Be sure to attend the après-ski fundraiser at Snowbird for the Utah Avalanche Center, Saturday, February 6, 4:30-7, Hours d’oeuvre, beer, wine , music and silent auction. Golden Cliff, Cliff Lodge, $50. More information. Purchase thickets HERE.


Danger by aspect and elevation on slopes approaching 35° or steeper.
(click HERE for tomorrow's danger rating)

Danger Rose Tutorial

The avalanche danger is HIGH on slopes of about 30 degrees or steeper, with pockets of EXTREME danger on and below steep, upper elevation, wind drifted slopes. Both human triggered and natural avalanches are certain in steep terrain today. Avoid travel in all avalanche terrain. Natural avalanches have been occurring and slides are being triggered remotely from a distance, so also avoid travel below and adjacent to steep slopes.

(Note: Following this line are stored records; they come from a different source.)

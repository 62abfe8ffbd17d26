use crate::coords::{Angle, Point, Transform};
use crate::surface::DrawContext;

use super::Style;

/// Circular arc around `center`, from `begin` to `end` radians, clockwise.
///
/// Transforms move the center; `scale` also scales the radius and `rotate`
/// turns the angular span by the same amount, so an arc rotated about its own
/// center stays put and spins.
#[derive(Debug, Clone, PartialEq)]
pub struct Arc {
    pub center: Point,
    pub radius: f64,
    pub begin: f64,
    pub end: f64,
    pub style: Style,
}

impl Arc {
    pub fn new(center: Point, radius: f64, begin: f64, end: f64, style: Style) -> Self {
        Self { center, radius, begin, end, style }
    }

    #[inline]
    pub fn sweep(&self) -> f64 {
        self.end - self.begin
    }

    pub fn draw(&self, ctx: &mut dyn DrawContext, _progress: f64) {
        self.draw_span(ctx, self.begin, self.end);
    }

    /// Draws the same circle and style over a different angular span.
    ///
    /// Composite meshes use this to reveal part of an arc without touching
    /// the stored geometry.
    pub fn draw_span(&self, ctx: &mut dyn DrawContext, begin: f64, end: f64) {
        let o = ctx.origin();
        ctx.begin_path();
        ctx.arc(self.center.x + o.x, self.center.y + o.y, self.radius, begin, end, false);
        self.style.paint_path(ctx, o);
    }
}

impl Transform for Arc {
    fn translate(&mut self, dx: f64, dy: f64) -> &mut Self {
        self.center.translate(dx, dy);
        self
    }

    fn scale(&mut self, s: f64) -> &mut Self {
        self.center.scale(s);
        self.radius *= s.abs();
        self
    }

    fn rotate(&mut self, theta: Angle) -> &mut Self {
        self.center.rotate(theta);
        let r = theta.radians();
        self.begin += r;
        self.end += r;
        self
    }
}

An unstable northwest flow has kept the snow going in the mountains, with most areas receiving 6” to 12” of new, light powder, and areas favored by northwest flow, including all of Little Cottonwood, mid Big Cottonwood, and Farmington Canyon pushing 18” overnight. Storm water totals are now 4 ½ to 5 inches in many locations. The northwest winds are in the 15 to 20 mph range, with gusts to 35 across most ridges. However, the higher, most exposed terrain is averaging in the 40s, with gusts to 60. Temperatures are in the single digits to low teens. With light, fluffy snow, the golden lining – face shots on low angle slopes, less steep than 30 degrees.

While this is one exciting storm and avalanche cycle, make sure you remain an observer in the audience of the avalanche drama, and not a participant. News of the weird is occurring – the “I’ve never seen slide that in 20 years” type of stuff, so re evaluate and be super cautious.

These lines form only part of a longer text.